J Anxiety Disord. 2026 Jun 4;122:103199. doi: 10.1016/j.janxdis.2026.103199. Online ahead of print.
ABSTRACT
Understanding how symptom domains relate to one another (e.g., whether generalized anxiety is more similar to depression than to panic) is central to psychiatric classification. We demonstrate a procedure for quantifying relative proximity, defined as whether one symptom domain is statistically closer to another compared to other domains. As a motivating application, we examine the structure of internalizing symptoms characterized by fear, distress, avoidance, and heightened arousal. Using a network approach, we analyzed data from six questionnaires assessing depression, generalized anxiety disorder (GAD), social anxiety disorder, panic disorder, posttraumatic stress disorder (PTSD), and obsessive-compulsive disorder (OCD) symptoms. In a community sample of young adults (n = 2051; ages 17-23), we estimated a symptom-level Gaussian graphical model, used community detection to characterize the network’s modular structure, and derived shortest path length to quantify the relative proximity of predefined symptom domains. We then used permutation testing to determine whether distress-related symptom domains (depression, GAD, and PTSD) showed greater empirical proximity to one another compared to fear-related domains (social anxiety, panic, and OCD).
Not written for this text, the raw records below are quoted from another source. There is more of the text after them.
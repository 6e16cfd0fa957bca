//! The cache storage protocol.

use async_trait::async_trait;
use bytes::{Bytes, BytesMut};
use fetchbox_core::CacheMetaData;
use futures::stream::BoxStream;
use http::Uri;

/// Streamed cached content, delivered as body-sized chunks.
pub type ContentStream = BoxStream<'static, Bytes>;

/// An open write handle produced by [`NetworkCache::prepare`].
///
/// Body chunks accumulate in the writer; [`NetworkCache::insert`] commits
/// metadata and content together. Dropping a writer without inserting it
/// cancels the write and must never disturb previously committed entries.
#[derive(Debug)]
pub struct CacheWriter {
    meta: CacheMetaData,
    body: BytesMut,
}

impl CacheWriter {
    /// Creates a writer for `meta` with an empty body.
    pub fn new(meta: CacheMetaData) -> Self {
        Self {
            meta,
            body: BytesMut::new(),
        }
    }

    /// Appends a body chunk.
    pub fn write(&mut self, chunk: &[u8]) {
        self.body.extend_from_slice(chunk);
    }

    /// Total bytes written so far.
    pub fn written(&self) -> u64 {
        self.body.len() as u64
    }

    /// The metadata this writer was prepared with.
    pub fn meta(&self) -> &CacheMetaData {
        &self.meta
    }

    /// Consumes the writer, returning metadata and body.
    pub fn into_parts(self) -> (CacheMetaData, Bytes) {
        (self.meta, self.body.freeze())
    }
}

/// Abstract cache consulted and populated by the reply engine.
///
/// Implementations signal "not cached" with an invalid [`CacheMetaData`] and
/// refuse writes by returning `None` from [`prepare`](Self::prepare); the
/// engine treats every failure as "cache disabled for this reply" and keeps
/// going.
#[async_trait]
pub trait NetworkCache: Send + Sync {
    /// Looks up the metadata stored for `url`. An invalid instance means the
    /// entry is not cached.
    async fn meta_data(&self, url: &Uri) -> CacheMetaData;

    /// Refreshes the stored metadata of an existing entry without rewriting
    /// its content. Used after a 304 revalidation.
    async fn update_meta_data(&self, meta: &CacheMetaData);

    /// Opens the cached content of `url` for reading. `None` means a miss or
    /// an internal error; the caller owns the returned stream.
    async fn data(&self, url: &Uri) -> Option<ContentStream>;

    /// Begins writing a new entry. `None` means the backend refuses to cache
    /// (invalid metadata, capacity, policy).
    async fn prepare(&self, meta: CacheMetaData) -> Option<CacheWriter>;

    /// Commits a fully written entry previously returned by
    /// [`prepare`](Self::prepare).
    async fn insert(&self, writer: CacheWriter);

    /// Evicts the entry for `url`. Returns `true` when something was removed.
    async fn remove(&self, url: &Uri) -> bool;

    /// Implementation-defined cost metric of the current contents.
    async fn cache_size(&self) -> u64;

    /// Evicts everything.
    async fn clear(&self);
}
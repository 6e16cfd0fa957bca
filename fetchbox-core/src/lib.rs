#![warn(missing_docs)]
//! # fetchbox-core
//!
//! Core value types for the fetchbox request-lifecycle engine.
//!
//! This crate provides the vocabulary shared by the cache protocol and the
//! reply engine:
//!
//! - **Raw headers** ([`HeaderList`]) — ordered, duplicate-preserving header
//!   pairs with `Cache-Control`-style directive parsing
//! - **Reply attributes** ([`Attribute`], [`AttributeValue`]) — the small
//!   integer-coded side channel carried by replies and cache metadata
//! - **Cache metadata** ([`CacheMetaData`]) — the value object exchanged with
//!   cache backends, including its fixed-order binary wire format
//! - **Freshness** ([`freshness`]) — the RFC 2616 §13.2 freshness and
//!   revalidation rules
//! - **Requests** ([`Request`]) — the abstract request description consumed
//!   by the engine

pub mod attribute;
pub mod freshness;
pub mod headers;
pub mod httpdate;
pub mod meta;
pub mod request;

pub use attribute::{Attribute, AttributeMap, AttributeValue, CacheLoadControl};
pub use headers::HeaderList;
pub use httpdate::{format_http_date, parse_http_date};
pub use meta::CacheMetaData;
pub use request::Request;
/// Entity headers a 304 must not clobber: the revalidation response has no
/// body, so the cached description of the body stays authoritative.
const KEEP_ON_REVALIDATION: [&[u8]; 4] = [
    b"content-encoding",
    b"content-range",
    b"content-type",
    b"content-length",
];

/// Manager-wide services every reply driver borrows.
pub(crate) struct EngineServices {
    pub cache: Option<Arc<dyn NetworkCache>>,
    pub factories: Vec<Arc<dyn TransportFactory>>,
    pub worker: tokio::runtime::Handle,
    pub auth: Arc<AuthenticationManager>,
    pub auth_handler: Option<Arc<dyn AuthHandler>>,
    pub cookie_jar: Option<Arc<dyn CookieJar>>,
}

enum CacheLookup {
    /// The reply was completed from the cache.
    Served,
    /// Cache-only policy and no usable entry.
    Miss,
    /// Go to the network (revalidation headers may have been added).
    Network,
}

enum Step {
    Continue,
    Done,
    Redispatch,
}

/// The task driving one reply from dispatch to its terminal state.
pub(crate) struct ReplyDriver {
    request: Request,
    upload: Option<UploadBody>,
    services: Arc<EngineServices>,
    shared: Arc<ReplyShared>,
    chunks: Option<mpsc::UnboundedSender<Bytes>>,
    window: watch::Receiver<u64>,
    abort: watch::Receiver<bool>,
    cache_writer: Option<CacheWriter>,
    pending_cache_meta: Option<CacheMetaData>,
    bytes_received: u64,
    server_supports_resume: bool,
    backend_can_resume: bool,
    tried_url_credentials: bool,
    last_auth_identity: Option<String>,
}
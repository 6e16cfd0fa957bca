//! Cookie jar collaborator interface.

use http::Uri;

/// External cookie store consulted by the engine.
///
/// The engine injects `Cookie` headers when dispatching a request and feeds
/// `Set-Cookie` response headers back; storage, matching and expiry policy
/// all belong to the implementation.
pub trait CookieJar: Send + Sync {
    /// Cookie pairs (`name=value`) applicable to `url`, in send order.
    fn cookies_for_url(&self, url: &Uri) -> Vec<String>;

    /// Records `Set-Cookie` header values received from `url`. Returns
    /// `true` when at least one cookie was accepted.
    fn set_cookies_from_url(&self, cookies: &[String], url: &Uri) -> bool;
}
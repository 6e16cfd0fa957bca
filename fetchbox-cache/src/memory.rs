//! In-memory cache backend.
//!
//! The reference [`NetworkCache`] implementation: entries live in a
//! [`DashMap`] keyed by the normalized URL string, metadata stored in its
//! encoded form so the wire codec is exercised on every lookup.

use bytes::Bytes;
use dashmap::DashMap;
use fetchbox_core::CacheMetaData;
use futures::stream;
use http::Uri;
use tracing::{debug, warn};

use crate::error::CacheError;
use crate::storage::{CacheWriter, ContentStream, NetworkCache};

const DEFAULT_MAX_SIZE: u64 = 50 * 1024 * 1024;

#[derive(Debug)]
struct StoredEntry {
    meta: Bytes,
    body: Bytes,
}

impl StoredEntry {
    fn cost(&self) -> u64 {
        (self.meta.len() + self.body.len()) as u64
    }
}

/// In-memory [`NetworkCache`] with a total-size cap.
///
/// Not persistent and not shared across processes; intended as the default
/// backend and as the engine's test harness.
#[derive(Debug)]
pub struct MemoryCache {
    entries: DashMap<String, StoredEntry>,
    max_size: u64,
}

impl MemoryCache {
    /// Creates a cache capped at 50 MiB.
    pub fn new() -> Self {
        Self::with_max_size(DEFAULT_MAX_SIZE)
    }

    /// Creates a cache capped at `max_size` bytes of stored cost.
    pub fn with_max_size(max_size: u64) -> Self {
        Self {
            entries: DashMap::new(),
            max_size,
        }
    }

    fn key(url: &Uri) -> String {
        url.to_string()
    }

    fn total_cost(&self) -> u64 {
        self.entries.iter().map(|e| e.value().cost()).sum()
    }

    fn decode_meta(encoded: &Bytes) -> Result<CacheMetaData, CacheError> {
        let mut buf = encoded.clone();
        CacheMetaData::decode(&mut buf).ok_or(CacheError::MetaDecode)
    }
}

impl Default for MemoryCache {
    fn default() -> Self {
        Self::new()
    }
}

#[async_trait::async_trait]
impl NetworkCache for MemoryCache {
    async fn meta_data(&self, url: &Uri) -> CacheMetaData {
        match self.entries.get(&Self::key(url)) {
            Some(entry) => match Self::decode_meta(&entry.meta) {
                Ok(meta) => meta,
                Err(err) => {
                    warn!(%url, %err, "treating entry as a miss");
                    CacheMetaData::default()
                }
            },
            None => CacheMetaData::default(),
        }
    }

    async fn update_meta_data(&self, meta: &CacheMetaData) {
        let key = Self::key(meta.url());
        match self.entries.get_mut(&key) {
            Some(mut entry) => entry.meta = meta.encode(),
            None => warn!(url = %meta.url(), "update_meta_data for unknown entry"),
        }
    }

    async fn data(&self, url: &Uri) -> Option<ContentStream> {
        let body = self.entries.get(&Self::key(url))?.body.clone();
        Some(Box::pin(stream::iter(if body.is_empty() {
            Vec::new()
        } else {
            vec![body]
        })))
    }

    async fn prepare(&self, meta: CacheMetaData) -> Option<CacheWriter> {
        if !meta.is_valid() || !meta.save_to_disk() {
            return None;
        }
        Some(CacheWriter::new(meta))
    }

    async fn insert(&self, writer: CacheWriter) {
        let (meta, body) = writer.into_parts();
        let key = Self::key(meta.url());
        let entry = StoredEntry {
            meta: meta.encode(),
            body,
        };
        if entry.cost() > self.max_size {
            debug!(url = %meta.url(), cost = entry.cost(), "entry exceeds cache capacity, dropped");
            return;
        }
        self.entries.insert(key, entry);

        // crude pressure valve: drop arbitrary entries until under the cap
        while self.total_cost() > self.max_size {
            let victim = match self.entries.iter().next() {
                Some(e) => e.key().clone(),
                None => break,
            };
            self.entries.remove(&victim);
        }
    }

    async fn remove(&self, url: &Uri) -> bool {
        self.entries.remove(&Self::key(url)).is_some()
    }

    async fn cache_size(&self) -> u64 {
        self.total_cost()
    }

    async fn clear(&self) {
        self.entries.clear();
    }
}
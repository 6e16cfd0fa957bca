//! HTTP date parsing and formatting.
//!
//! Parses the three date forms allowed by RFC 7231 §7.1.1.1 (IMF-fixdate,
//! the obsolete RFC 850 form, and asctime) and always formats IMF-fixdate.

use chrono::{DateTime, NaiveDateTime, Utc};

/// Parses an HTTP date header value.
///
/// Returns `None` when the value matches none of the three allowed forms.
pub fn parse_http_date(value: &[u8]) -> Option<DateTime<Utc>> {
    let s = std::str::from_utf8(value).ok()?.trim();

    // IMF-fixdate and most real-world traffic: "Sun, 06 Nov 1994 08:49:37 GMT"
    if let Ok(dt) = DateTime::parse_from_rfc2822(s) {
        return Some(dt.with_timezone(&Utc));
    }

    // RFC 850: "Sunday, 06-Nov-94 08:49:37 GMT"
    if let Some(rest) = s.split_once(", ").map(|(_, rest)| rest) {
        if let Ok(naive) = NaiveDateTime::parse_from_str(rest, "%d-%b-%y %H:%M:%S GMT") {
            return Some(naive.and_utc());
        }
    }

    // asctime: "Sun Nov  6 08:49:37 1994"
    if let Ok(naive) = NaiveDateTime::parse_from_str(s, "%a %b %e %H:%M:%S %Y") {
        return Some(naive.and_utc());
    }

    None
}

/// Formats a timestamp as an IMF-fixdate header value.
pub fn format_http_date(when: DateTime<Utc>) -> String {
    when.format("%a, %d %b %Y %H:%M:%S GMT").to_string()
}

#[cfg(test)]
mod tests {
    use super::*;
    use chrono::TimeZone;

    #[test]
    fn parses_imf_fixdate() {
        let dt = parse_http_date(b"Sun, 06 Nov 1994 08:49:37 GMT").unwrap();
        assert_eq!(dt, Utc.with_ymd_and_hms(1994, 11, 6, 8, 49, 37).unwrap());
    }

    #[test]
    fn parses_asctime() {
        let dt = parse_http_date(b"Sun Nov  6 08:49:37 1994").unwrap();
        assert_eq!(dt, Utc.with_ymd_and_hms(1994, 11, 6, 8, 49, 37).unwrap());
    }

    #[test]
    fn round_trips_through_format() {
        let dt = Utc.with_ymd_and_hms(2024, 2, 29, 23, 59, 59).unwrap();
        let formatted = format_http_date(dt);
        assert_eq!(parse_http_date(formatted.as_bytes()).unwrap(), dt);
    }

    #[test]
    fn rejects_garbage() {
        assert!(parse_http_date(b"yesterday-ish").is_none());
        assert!(parse_http_date(b"").is_none());
    }
}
Results indicated reciprocal proximity between the depressive and GAD symptom domains compared to other internalizing domains. PTSD showed its greatest relative proximity to depression and GAD. Panic, social anxiety, and OCD did not form a cohesive fear community and showed variable relative proximity to both distress- and fear-related domains. Overall, these findings lend support for a distress-based internalizing dimension encompassing depression, GAD, and possibly PTSD, while providing limited evidence for a fear-based dimension including social anxiety, panic, and OCD.